• _Instructions for the task_
From the first line through the line containing "upper HSV bound of the marker color", transcribe the records exactly and include no other lines.

• _Materials provided_
----------
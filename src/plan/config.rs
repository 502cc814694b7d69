//! Pipeline configuration
//!
//! Every tunable of the tiler and the feature extractor lives in
//! [`PipelineConfig`]. Values start at the defaults below, can be replaced
//! from a TOML file and finally from command-line flags.
//!
//! TOML keys may be written in snake_case (`zoom_limit`) or camelCase
//! (`zoomLimit`). Color triples accept either a string (`"120,210,230"`)
//! or an integer array (`[120, 210, 230]`).

use std::fs;
use std::path::{Path, PathBuf};
use log::{debug, warn};
use image::Rgb;

use crate::canvas::ResampleFilter;
use crate::features::{BlurMethod, ChannelOrder, ContourMode, HsvRange, MaskSettings};
use crate::plan::constants::{files, marker, tiling};
use crate::plan::errors::{PlanError, PlanResult};
use crate::utils::parse_utils::parse_triple;

/// Complete set of options for one run
#[derive(Debug, Clone, PartialEq)]
pub struct PipelineConfig {
    /// Top zoom level, inclusive
    pub zoom_limit: u32,
    /// Tile edge in pixels
    pub tile_size: u32,
    /// Canvas padding color
    pub background_color: [u8; 3],
    /// Filter for zoom levels and the smooth zoom
    pub resample_filter: ResampleFilter,
    /// Smoothing aperture, odd
    pub kernel_size: u32,
    pub blur_method: BlurMethod,
    /// Smooth the binary mask a second time
    pub double_smooth_mask: bool,
    pub hue_channel_order: ChannelOrder,
    /// Inclusive lower HSV bound of the marker color
    pub hsv_lower: [u8; 3],
    /// Inclusive upper HSV bound of the marker color
    pub hsv_upper: [u8; 3],
    /// Integer upscale before masking
    pub smooth_zoom_factor: u32,
    pub contour_mode: ContourMode,
    /// Douglas-Peucker tolerance for simplified contours
    pub simplify_epsilon: f64,
    /// Dump the mask next to the outputs
    pub save_mask_debug: bool,
    /// Directory receiving tiles and documents
    pub output_folder: PathBuf,
}

impl Default for PipelineConfig {
    fn default() -> Self {
        PipelineConfig {
            zoom_limit: tiling::ZOOM_LIMIT,
            tile_size: tiling::TILE_SIZE,
            background_color: tiling::BACKGROUND_COLOR,
            resample_filter: ResampleFilter::default(),
            kernel_size: marker::KERNEL_SIZE,
            blur_method: BlurMethod::default(),
            double_smooth_mask: true,
            hue_channel_order: ChannelOrder::default(),
            hsv_lower: marker::HSV_LOWER,
            hsv_upper: marker::HSV_UPPER,
            smooth_zoom_factor: 1,
            contour_mode: ContourMode::default(),
            simplify_epsilon: marker::SIMPLIFY_EPSILON,
            save_mask_debug: false,
            output_folder: PathBuf::from(files::OUTPUT_FOLDER),
        }
    }
}

impl PipelineConfig {
    /// Load a configuration file on top of the defaults
    ///
    /// # Arguments
    /// * `path` - Path to a TOML file
    ///
    /// # Returns
    /// The merged configuration, not yet validated
    pub fn from_file<P: AsRef<Path>>(path: P) -> PlanResult<Self> {
        let path = path.as_ref();
        let content = fs::read_to_string(path).map_err(|e| {
            PlanError::ConfigParse(format!("Cannot read {}: {}", path.display(), e))
        })?;

        debug!("Loaded configuration file {}", path.display());
        Self::from_toml_str(&content)
    }

    /// Parse TOML text on top of the defaults
    pub fn from_toml_str(content: &str) -> PlanResult<Self> {
        let mut config = PipelineConfig::default();
        config.merge_toml_str(content)?;
        Ok(config)
    }

    /// Overwrite the fields named in a TOML document
    ///
    /// Unknown keys are reported and skipped; a known key with a value of
    /// the wrong type is an error.
    pub fn merge_toml_str(&mut self, content: &str) -> PlanResult<()> {
        let toml_value: toml::Value = content.parse()
            .map_err(|e| PlanError::ConfigParse(format!("Failed to parse TOML: {}", e)))?;

        let table = toml_value.as_table()
            .ok_or_else(|| PlanError::ConfigParse("Configuration must be a table".to_string()))?;

        for (key, value) in table {
            self.apply_key(key, value)?;
        }
        Ok(())
    }

    fn apply_key(&mut self, key: &str, value: &toml::Value) -> PlanResult<()> {
        match normalize_key(key).as_str() {
            "zoomlimit" => self.zoom_limit = read_u32(key, value)?,
            "tilesize" => self.tile_size = read_u32(key, value)?,
            "backgroundcolor" => self.background_color = read_triple(key, value)?,
            "resamplefilter" => self.resample_filter = ResampleFilter::from_name(read_str(key, value)?)?,
            "kernelsize" => self.kernel_size = read_u32(key, value)?,
            "blurmethod" => self.blur_method = BlurMethod::from_name(read_str(key, value)?)?,
            "doublesmoothmask" => self.double_smooth_mask = read_bool(key, value)?,
            "huechannelorder" => self.hue_channel_order = ChannelOrder::from_name(read_str(key, value)?)?,
            "hsvlower" => self.hsv_lower = read_triple(key, value)?,
            "hsvupper" => self.hsv_upper = read_triple(key, value)?,
            "smoothzoomfactor" => self.smooth_zoom_factor = read_u32(key, value)?,
            "contourmode" => self.contour_mode = ContourMode::from_name(read_str(key, value)?)?,
            "simplifyepsilon" => self.simplify_epsilon = read_f64(key, value)?,
            "savemaskdebug" => self.save_mask_debug = read_bool(key, value)?,
            "outputfolder" => self.output_folder = PathBuf::from(read_str(key, value)?),
            _ => warn!("Ignoring unknown configuration key '{}'", key),
        }
        Ok(())
    }

    /// Reject values the pipeline cannot run with
    pub fn validate(&self) -> PlanResult<()> {
        if self.tile_size == 0 {
            return Err(PlanError::InvalidConfig("Tile size must be positive".to_string()));
        }
        if self.zoom_limit > tiling::MAX_ZOOM_LIMIT {
            return Err(PlanError::InvalidConfig(format!(
                "Zoom limit {} exceeds the maximum of {}", self.zoom_limit, tiling::MAX_ZOOM_LIMIT)));
        }
        if self.tile_size.checked_shl(self.zoom_limit)
            .filter(|size| size >> self.zoom_limit == self.tile_size)
            .is_none()
        {
            return Err(PlanError::InvalidConfig(format!(
                "Tile size {} at zoom {} exceeds the addressable image size", self.tile_size, self.zoom_limit)));
        }
        if !self.simplify_epsilon.is_finite() || self.simplify_epsilon <= 0.0 {
            return Err(PlanError::InvalidConfig(format!(
                "Simplification tolerance must be a positive number, got {}", self.simplify_epsilon)));
        }

        self.mask_settings().validate()
    }

    /// Segmentation parameters derived from this configuration
    pub fn mask_settings(&self) -> MaskSettings {
        MaskSettings {
            kernel_size: self.kernel_size,
            blur_method: self.blur_method,
            double_smooth: self.double_smooth_mask,
            channel_order: self.hue_channel_order,
            range: HsvRange::new(self.hsv_lower, self.hsv_upper),
            smooth_zoom_factor: self.smooth_zoom_factor,
            zoom_filter: self.resample_filter,
        }
    }

    /// Canvas padding as a pixel
    pub fn background(&self) -> Rgb<u8> {
        Rgb(self.background_color)
    }

    /// The configuration as a TOML table, in the layout `merge_toml_str` reads
    pub fn to_table(&self) -> toml::Table {
        let triple = |t: [u8; 3]| toml::Value::Array(t.iter().map(|&c| toml::Value::Integer(i64::from(c))).collect());

        let mut table = toml::Table::new();
        table.insert("zoom_limit".into(), toml::Value::Integer(i64::from(self.zoom_limit)));
        table.insert("tile_size".into(), toml::Value::Integer(i64::from(self.tile_size)));
        table.insert("background_color".into(), triple(self.background_color));
        table.insert("resample_filter".into(), toml::Value::String(self.resample_filter.name().into()));
        table.insert("kernel_size".into(), toml::Value::Integer(i64::from(self.kernel_size)));
        table.insert("blur_method".into(), toml::Value::String(self.blur_method.name().into()));
        table.insert("double_smooth_mask".into(), toml::Value::Boolean(self.double_smooth_mask));
        table.insert("hue_channel_order".into(), toml::Value::String(self.hue_channel_order.name().into()));
        table.insert("hsv_lower".into(), triple(self.hsv_lower));
        table.insert("hsv_upper".into(), triple(self.hsv_upper));
        table.insert("smooth_zoom_factor".into(), toml::Value::Integer(i64::from(self.smooth_zoom_factor)));
        table.insert("contour_mode".into(), toml::Value::String(self.contour_mode.name().into()));
        table.insert("simplify_epsilon".into(), toml::Value::Float(self.simplify_epsilon));
        table.insert("save_mask_debug".into(), toml::Value::Boolean(self.save_mask_debug));
        table.insert("output_folder".into(), toml::Value::String(self.output_folder.display().to_string()));
        table
    }
}

/// `zoom_limit`, `zoomLimit` and `ZoomLimit` all become `zoomlimit`
fn normalize_key(key: &str) -> String {
    key.chars()
        .filter(|c| *c != '_' && *c != '-')
        .flat_map(char::to_lowercase)
        .collect()
}

fn type_error(key: &str, expected: &str, value: &toml::Value) -> PlanError {
    PlanError::ConfigParse(format!("Key '{}' expects {}, got {}", key, expected, value.type_str()))
}

fn read_u32(key: &str, value: &toml::Value) -> PlanResult<u32> {
    let raw = value.as_integer().ok_or_else(|| type_error(key, "an integer", value))?;
    u32::try_from(raw).map_err(|_| {
        PlanError::ConfigParse(format!("Key '{}' is out of range: {}", key, raw))
    })
}

fn read_f64(key: &str, value: &toml::Value) -> PlanResult<f64> {
    match value {
        toml::Value::Float(f) => Ok(*f),
        toml::Value::Integer(i) => Ok(*i as f64),
        other => Err(type_error(key, "a number", other)),
    }
}

fn read_bool(key: &str, value: &toml::Value) -> PlanResult<bool> {
    value.as_bool().ok_or_else(|| type_error(key, "a boolean", value))
}

fn read_str<'a>(key: &str, value: &'a toml::Value) -> PlanResult<&'a str> {
    value.as_str().ok_or_else(|| type_error(key, "a string", value))
}

fn read_triple(key: &str, value: &toml::Value) -> PlanResult<[u8; 3]> {
    match value {
        toml::Value::String(text) => parse_triple(text),
        toml::Value::Array(items) if items.len() == 3 => {
            let mut triple = [0u8; 3];
            for (slot, item) in triple.iter_mut().zip(items) {
                let component = item.as_integer().ok_or_else(|| type_error(key, "integers", item))?;
                *slot = u8::try_from(component).map_err(|_| {
                    PlanError::ConfigParse(format!("Key '{}' component {} is outside 0..=255", key, component))
                })?;
            }
            Ok(triple)
        }
        other => Err(type_error(key, "three values", other)),
    }
}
----------
• _Response to this task_
filename src/plan/config.rs
repository 502cc814694b7d69
//! Pipeline configuration
//!
//! Every tunable of the tiler and the feature extractor lives in
//! [`PipelineConfig`]. Values start at the defaults below, can be replaced
//! from a TOML file and finally from command-line flags.
//!
//! TOML keys may be written in snake_case (`zoom_limit`) or camelCase
//! (`zoomLimit`). Color triples accept either a string (`"120,210,230"`)
//! or an integer array (`[120, 210, 230]`).

use std::fs;
use std::path::{Path, PathBuf};
use log::{debug, warn};
use image::Rgb;

use crate::canvas::ResampleFilter;
use crate::features::{BlurMethod, ChannelOrder, ContourMode, HsvRange, MaskSettings};
use crate::plan::constants::{files, marker, tiling};
use crate::plan::errors::{PlanError, PlanResult};
use crate::utils::parse_utils::parse_triple;

/// Complete set of options for one run
#[derive(Debug, Clone, PartialEq)]
pub struct PipelineConfig {
    /// Top zoom level, inclusive
    pub zoom_limit: u32,
    /// Tile edge in pixels
    pub tile_size: u32,
    /// Canvas padding color
    pub background_color: [u8; 3],
    /// Filter for zoom levels and the smooth zoom
    pub resample_filter: ResampleFilter,
    /// Smoothing aperture, odd
    pub kernel_size: u32,
    pub blur_method: BlurMethod,
    /// Smooth the binary mask a second time
    pub double_smooth_mask: bool,
    pub hue_channel_order: ChannelOrder,
    /// Inclusive lower HSV bound of the marker color
    pub hsv_lower: [u8; 3],
    /// Inclusive upper HSV bound of the marker color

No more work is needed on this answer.